We decided to stop at Dinosaur National Monument because it is a waypoint between Gunnison and Grand Teton. The only prior research we did was to make sure we would confidently be able to find a campsite. The roads from Gunnison are a curvy, wavy, climb and descend as you pass through the Flaming Gorge area. Once we entered Wyoming we enjoyed a relaxing drive through a beautiful landscape of rolling hills, mountains and grassy plains. We did get caught in a bit of traffic that brought us to a halt, which to our surprise and delight turned out to be a herd of wild horses in the roadway with no intention of moving until they decided to do so.


As we neared our destination of Dinosaur National Park we noticed the terrain turn to a more arid desert landscape and contemplated that the prairie dogs we saw alive and dead on the roads had to be the speed bump of the state much like the Texas armadillo. Dinosaur is a big park with the majority of the land in Wyoming, but the center that houses the major exhibits resides in Utah so naturally we choose to visit the Utah side.













We arrived and selected a campsite near the edge of the Green River its banks less than 50 feet away and flanked by the valley and mountains. Skyler was particularly interested in some chipmunk like critters and we later noticed that these animals were nesting right at the bottom of a hollowed out tree within 25 feet of our trailer. Over the next couple of days we discovered that these guys were quite happy to enter our trailer and plunder whatever wasn’t stored in an airtight container. Live and learn. The food in our camper is now kept securely in plastic totes!

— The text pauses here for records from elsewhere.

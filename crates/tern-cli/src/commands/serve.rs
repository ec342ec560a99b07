//! Development server command implementation.
//!
//! Orchestrates the server lifecycle:
//! - HTTP listener on the configured port
//! - Reload WebSocket listener on the next port (watch mode only)
//! - Invalidation loop fed by the file watcher
//! - Graceful shutdown on Ctrl+C

use std::net::SocketAddr;
use std::sync::Arc;
use std::time::Duration;

use tern_config::ServerConfig;
use tokio::signal;
use tokio::sync::watch;
use tracing::debug;

use crate::dev::{DevServer, DevServerState, run_invalidation, serve_reload};
use crate::error::{CliError, Result};
use crate::ui;

/// Serve `config.root` until Ctrl+C or a listener fails.
pub async fn execute(config: ServerConfig) -> Result<()> {
    let debounce = Duration::from_millis(config.debounce_ms);
    let (state, changes) = DevServerState::with_oxc(config)?;
    let state = Arc::new(state);
    let config = Arc::clone(&state.config);

    let (stop_tx, stop_rx) = watch::channel(false);

    let server = DevServer::new(Arc::clone(&state));
    let mut server_handle = tokio::spawn(server.start(stopped(stop_rx.clone())));

    let mut reload_handle = if config.watch {
        let addr = SocketAddr::from(([0, 0, 0, 0], config.reload_port()));
        ui::info(&format!("Live reload on ws://localhost:{}", config.reload_port()));
        Some(tokio::spawn(serve_reload(
            Arc::clone(&state.reload),
            addr,
            stopped(stop_rx.clone()),
        )))
    } else {
        None
    };

    let invalidation = tokio::spawn(run_invalidation(Arc::clone(&state), changes, debounce));

    ui::info(&format!(
        "Compiling to {}{}",
        config.target,
        if config.watch { ", watching served files" } else { "" }
    ));
    ui::info("Press Ctrl+C to stop");

    let outcome = tokio::select! {
        _ = signal::ctrl_c() => {
            ui::info("Shutting down development server...");
            Ok(())
        }

        result = &mut server_handle => listener_ended("HTTP", result),

        Some(result) = wait_optional(&mut reload_handle) => listener_ended("reload", result),
    };

    let _ = stop_tx.send(true);
    state.reload.close_all();
    invalidation.abort();

    if !server_handle.is_finished() {
        let _ = tokio::time::timeout(Duration::from_secs(5), server_handle).await;
    }
    if let Some(handle) = reload_handle {
        if !handle.is_finished() {
            let _ = tokio::time::timeout(Duration::from_secs(5), handle).await;
        }
    }

    if outcome.is_ok() {
        ui::success("Development server stopped");
    }
    outcome
}

/// Resolves once the stop flag flips to `true`.
async fn stopped(mut stop: watch::Receiver<bool>) {
    let _ = stop.wait_for(|stop| *stop).await;
    debug!("shutdown signal received");
}

async fn wait_optional<T>(
    handle: &mut Option<tokio::task::JoinHandle<T>>,
) -> Option<Result<T, tokio::task::JoinError>> {
    match handle {
        Some(handle) => Some(handle.await),
        None => std::future::pending().await,
    }
}

fn listener_ended(
    name: &str,
    result: std::result::Result<Result<()>, tokio::task::JoinError>,
) -> Result<()> {
    match result {
        Ok(Ok(())) => Err(CliError::Server(format!("{} listener stopped unexpectedly", name))),
        Ok(Err(e)) => Err(e),
        Err(e) => Err(CliError::Server(format!("{} listener task failed: {}", name, e))),
    }
}
//! Rendering of semantic findings as browser console statements.

use tern_config::DiagnosticLevel;

/// One semantic finding in a source file.
#[derive(Debug, Clone, PartialEq, Eq)]
pub struct Diagnostic {
    /// Root-relative file name, as served (`./src/app.ts`).
    pub file: String,
    pub message: String,
}

impl Diagnostic {
    pub fn new(file: impl Into<String>, message: impl Into<String>) -> Self {
        Self {
            file: file.into(),
            message: message.into(),
        }
    }
}

/// Render `diagnostics` as logging statements to append after compiled code.
///
/// Each finding becomes one line,
/// `console.warn("TypeScript: <file>: <message>");` or `console.error(...)`
/// depending on `level`. Returns an empty string when `level` is
/// [`DiagnosticLevel::None`] or there is nothing to report.
pub fn render_diagnostics(diagnostics: &[Diagnostic], level: DiagnosticLevel) -> String {
    let method = match level {
        DiagnosticLevel::None => return String::new(),
        DiagnosticLevel::Warning => "warn",
        DiagnosticLevel::Error => "error",
    };

    diagnostics
        .iter()
        .map(|diagnostic| {
            let text = format!("TypeScript: {}: {}", diagnostic.file, diagnostic.message);
            // serde_json string output is a valid JS string literal
            let literal = serde_json::Value::String(text).to_string();
            format!("\nconsole.{}({});", method, literal)
        })
        .collect()
}
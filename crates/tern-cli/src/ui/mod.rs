//! Terminal output for people, as opposed to the structured log.
//!
//! # Examples
//!
//! ```no_run
//! use tern_cli::ui;
//!
//! ui::init_colors(false);
//! ui::success("Listening on http://localhost:5000");
//! ui::warning("index.html not found");
//! ```

mod format;
mod messages;

use std::sync::atomic::{AtomicBool, Ordering};

pub use format::format_duration;
pub use messages::{info, success, warning};

static COLORS: AtomicBool = AtomicBool::new(true);

/// Check if color output should be enabled.
///
/// `NO_COLOR` disables colors, `FORCE_COLOR` enables them even when stderr
/// is not a terminal.
pub fn should_use_color() -> bool {
    if std::env::var("NO_COLOR").is_ok() {
        return false;
    }

    if std::env::var("FORCE_COLOR").is_ok() {
        return true;
    }

    console::user_attended_stderr()
}

/// Decide once whether status messages are colored.
pub fn init_colors(no_color: bool) {
    COLORS.store(!no_color && should_use_color(), Ordering::Relaxed);
}

pub(crate) fn colors_enabled() -> bool {
    COLORS.load(Ordering::Relaxed)
}
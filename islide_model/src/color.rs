//! Colors are authored as CSS style hex strings (`#rrggbb` or `#rrggbbaa`).

use ecolor::Color32;
use serde::{de::Error, Deserialize, Deserializer, Serializer};

pub fn serialize<S: Serializer>(color: &Color32, serializer: S) -> Result<S::Ok, S::Error> {
    serializer.serialize_str(&color.to_hex())
}

pub fn deserialize<'de, D: Deserializer<'de>>(deserializer: D) -> Result<Color32, D::Error> {
    let hex = smartstring::alias::String::deserialize(deserializer)?;
    Color32::from_hex(&hex).map_err(|e| D::Error::custom(format!("invalid color `{hex}`: {e:?}")))
}
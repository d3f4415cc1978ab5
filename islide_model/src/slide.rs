use ecolor::Color32;
use indexmap::IndexMap;
use serde::{Deserialize, Serialize};
use smallvec::SmallVec;
use smart_default::SmartDefault;

use crate::{
    interaction::{ElementInteraction, Trigger},
    position::ResponsivePosition,
    ElementId, SlideId,
};

#[derive(Deserialize, Serialize, SmartDefault, Debug, Clone, PartialEq)]
#[serde(default, rename_all = "camelCase")]
pub struct Slide {
    pub id: SlideId,
    pub title: String,
    pub elements: Vec<SlideElement>,
    #[default(Color32::from_gray(27))]
    #[serde(with = "crate::color")]
    pub background_color: Color32,
}

impl Slide {
    pub fn element(&self, id: &str) -> Option<&SlideElement> {
        self.elements.iter().find(|e| e.id.as_str() == id)
    }

    pub fn element_index(&self, id: &str) -> Option<usize> {
        self.elements.iter().position(|e| e.id.as_str() == id)
    }
}

#[derive(
    Deserialize, Serialize, Debug, Clone, Copy, PartialEq, Eq, Hash, derive_more::Display,
)]
#[serde(rename_all = "lowercase")]
pub enum ElementType {
    #[display("hotspot")]
    Hotspot,
    #[display("text")]
    Text,
    #[display("media")]
    Media,
    #[display("shape")]
    Shape,
}

fn visible_by_default() -> bool {
    true
}

/// An element placed on a slide.
///
/// Elements are replaced whole, never patched field by field, so the
/// document store can keep its own history of them.
#[derive(Deserialize, Serialize, Debug, Clone, PartialEq)]
#[serde(rename_all = "camelCase")]
pub struct SlideElement {
    pub id: ElementId,
    #[serde(rename = "type")]
    pub element_type: ElementType,
    #[serde(default)]
    pub position: ResponsivePosition,
    #[serde(default)]
    pub style: ElementStyle,
    #[serde(default)]
    pub content: ElementContent,
    #[serde(default)]
    pub interactions: SmallVec<[ElementInteraction; 2]>,
    #[serde(default = "visible_by_default")]
    pub is_visible: bool,
}

impl SlideElement {
    pub fn new(
        id: impl Into<ElementId>,
        element_type: ElementType,
        position: ResponsivePosition,
    ) -> Self {
        Self {
            id: id.into(),
            element_type,
            position,
            style: ElementStyle::default(),
            content: ElementContent::default(),
            interactions: SmallVec::new(),
            is_visible: true,
        }
    }

    #[must_use]
    pub fn with_interaction(mut self, interaction: ElementInteraction) -> Self {
        self.interactions.push(interaction);
        self
    }

    /// The first interaction bound to `trigger`. Later interactions
    /// with the same trigger are never reached.
    pub fn interaction_for(&self, trigger: Trigger) -> Option<&ElementInteraction> {
        self.interactions.iter().find(|i| i.trigger == trigger)
    }
}

#[derive(Deserialize, Serialize, Debug, Clone, Copy, PartialEq)]
#[serde(rename_all = "camelCase")]
pub struct Border {
    pub width: f32,
    #[serde(with = "crate::color")]
    pub color: Color32,
}

#[derive(Deserialize, Serialize, SmartDefault, Debug, Clone, PartialEq)]
#[serde(default, rename_all = "camelCase")]
pub struct ElementStyle {
    #[default(Color32::from_rgb(59, 130, 246))]
    #[serde(with = "crate::color")]
    pub color: Color32,
    #[default = 1.0]
    pub opacity: f32,
    #[serde(skip_serializing_if = "Option::is_none")]
    pub border: Option<Border>,
    pub z_index: i32,
    /// Idle animation the renderer loops, e.g. `pulse`
    #[serde(skip_serializing_if = "Option::is_none")]
    pub animation: Option<smartstring::alias::String>,
}

#[derive(Deserialize, Serialize, Debug, Clone, Copy, PartialEq, Eq)]
#[serde(rename_all = "kebab-case")]
pub enum ShapeKind {
    Rectangle,
    Circle,
    Arrow,
    Line,
}

#[derive(Deserialize, Serialize, Default, Debug, Clone, PartialEq)]
#[serde(default, rename_all = "camelCase")]
pub struct ElementContent {
    #[serde(skip_serializing_if = "Option::is_none")]
    pub title: Option<String>,
    #[serde(skip_serializing_if = "Option::is_none")]
    pub description: Option<String>,
    #[serde(skip_serializing_if = "Option::is_none")]
    pub text: Option<String>,
    #[serde(skip_serializing_if = "Option::is_none")]
    pub media_url: Option<String>,
    #[serde(skip_serializing_if = "Option::is_none")]
    pub shape: Option<ShapeKind>,
    /// Fields owned by the authoring forms, kept so a whole element
    /// round-trips without loss
    #[serde(flatten)]
    pub extra: IndexMap<smartstring::alias::String, serde_json::Value>,
}

#[cfg(test)]
mod tests {
    use pretty_assertions::assert_eq;
    use serde_json::json;

    use super::*;
    use crate::position::{DeviceClass, FixedPosition};

    #[test]
    fn element_defaults() {
        let element: SlideElement = serde_json::from_value(json!({
            "id": "hs-1",
            "type": "hotspot",
            "position": { "desktop": { "x": 10, "y": 20, "width": 40, "height": 40 } }
        }))
        .unwrap();

        assert!(element.is_visible);
        assert!(element.interactions.is_empty());
        assert_eq!(element.style, ElementStyle::default());
        assert_eq!(
            element.position.get(DeviceClass::Desktop),
            Some(FixedPosition::new(10.0, 20.0, 40.0, 40.0))
        );
        assert_eq!(element.position.get(DeviceClass::Mobile), None);
    }

    #[test]
    fn unknown_content_fields_round_trip() {
        let value = json!({
            "id": "t-1",
            "type": "text",
            "content": { "text": "Hi", "fontFamily": "serif" },
            "isVisible": false
        });
        let element: SlideElement = serde_json::from_value(value).unwrap();

        assert_eq!(element.content.text.as_deref(), Some("Hi"));
        assert_eq!(element.content.extra["fontFamily"], "serif");
        assert!(!element.is_visible);

        let back = serde_json::to_value(&element).unwrap();
        assert_eq!(back["content"]["fontFamily"], "serif");
        assert_eq!(back["isVisible"], false);
    }
}
use indexmap::IndexMap;
use serde::{Deserialize, Serialize};

use crate::{effect::SlideEffect, InteractionId};

/// How the user acts on an element.
#[derive(
    Deserialize, Serialize, Debug, Clone, Copy, PartialEq, Eq, Hash, derive_more::Display,
)]
#[serde(rename_all = "kebab-case")]
pub enum Trigger {
    #[display("click")]
    Click,
    #[display("hover")]
    Hover,
    #[display("double-click")]
    DoubleClick,
    #[display("long-press")]
    LongPress,
    #[display("touch-start")]
    TouchStart,
    #[display("touch-end")]
    TouchEnd,
    #[display("timeline")]
    Timeline,
    #[display("auto")]
    Auto,
}

impl Trigger {
    /// Triggers whose interactions become timeline steps
    pub const fn is_sequenced(self) -> bool {
        matches!(self, Self::Click | Self::Auto | Self::Timeline)
    }
}

#[derive(Deserialize, Serialize, Debug, Clone, PartialEq)]
#[serde(rename_all = "camelCase")]
pub struct ElementInteraction {
    pub id: InteractionId,
    pub trigger: Trigger,
    /// Carried for the authoring tool, resolution only looks at `trigger`
    #[serde(default, skip_serializing_if = "Option::is_none")]
    pub conditions: Option<IndexMap<smartstring::alias::String, serde_json::Value>>,
    pub effect: SlideEffect,
}

impl ElementInteraction {
    pub fn new(id: impl Into<InteractionId>, trigger: Trigger, effect: SlideEffect) -> Self {
        Self {
            id: id.into(),
            trigger,
            conditions: None,
            effect,
        }
    }
}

Dinosaur itself is a mix of rocks, sand and the Green and Yampa rivers that are responsible for shaping the landscape. Cars are left in the parking lot and visitors are ferried up to the Quarry Visitor Center in a tram where we half expected dinosaur mayhem, Jurassic Park style, but fortunately (or unfortunately as the case may be) the dinosaur bones are entombed in ancient sand and serve as a vivid reminder that dinosaurs roamed the earth a very very very long time ago.


The exhibit reveals sections of sites littered with fossils and we learned that they are pushed to the surface by the movement of the earth. It takes a paleontologist just to sort through what bone goes to what creature but a lot of the fossil skeletons are surprisingly intact preserved in a dinosaur time capsule. We were amazed by the amount of fossils that were on hand and the literature points out that many of the dinosaur bones on exhibit in museums were found in this area.


We also visited the Josie Morris Cabin at the end of the park. Josephine Bassett, an early homesteader and rancher, kept her cattle in a box canyon and fenced the fourth side to keep them in. The house is as big as a two-bedroom apartment with large gardens. Life had to be rough, especially through the extreme winters, but Josie lived alone to the ripe old age of 89 dying in 1964 several days after slipping on the ice and breaking a hip. We couldn’t imagine living out there in the isolation but could appreciate the solitude and beauty of the land and we took time to walk the box canyon in Josie’s footsteps.

All in all we found Dinosaur to be a great park to spend a couple of days exploring including a tour of the tilted rocks on Cub Creek Road.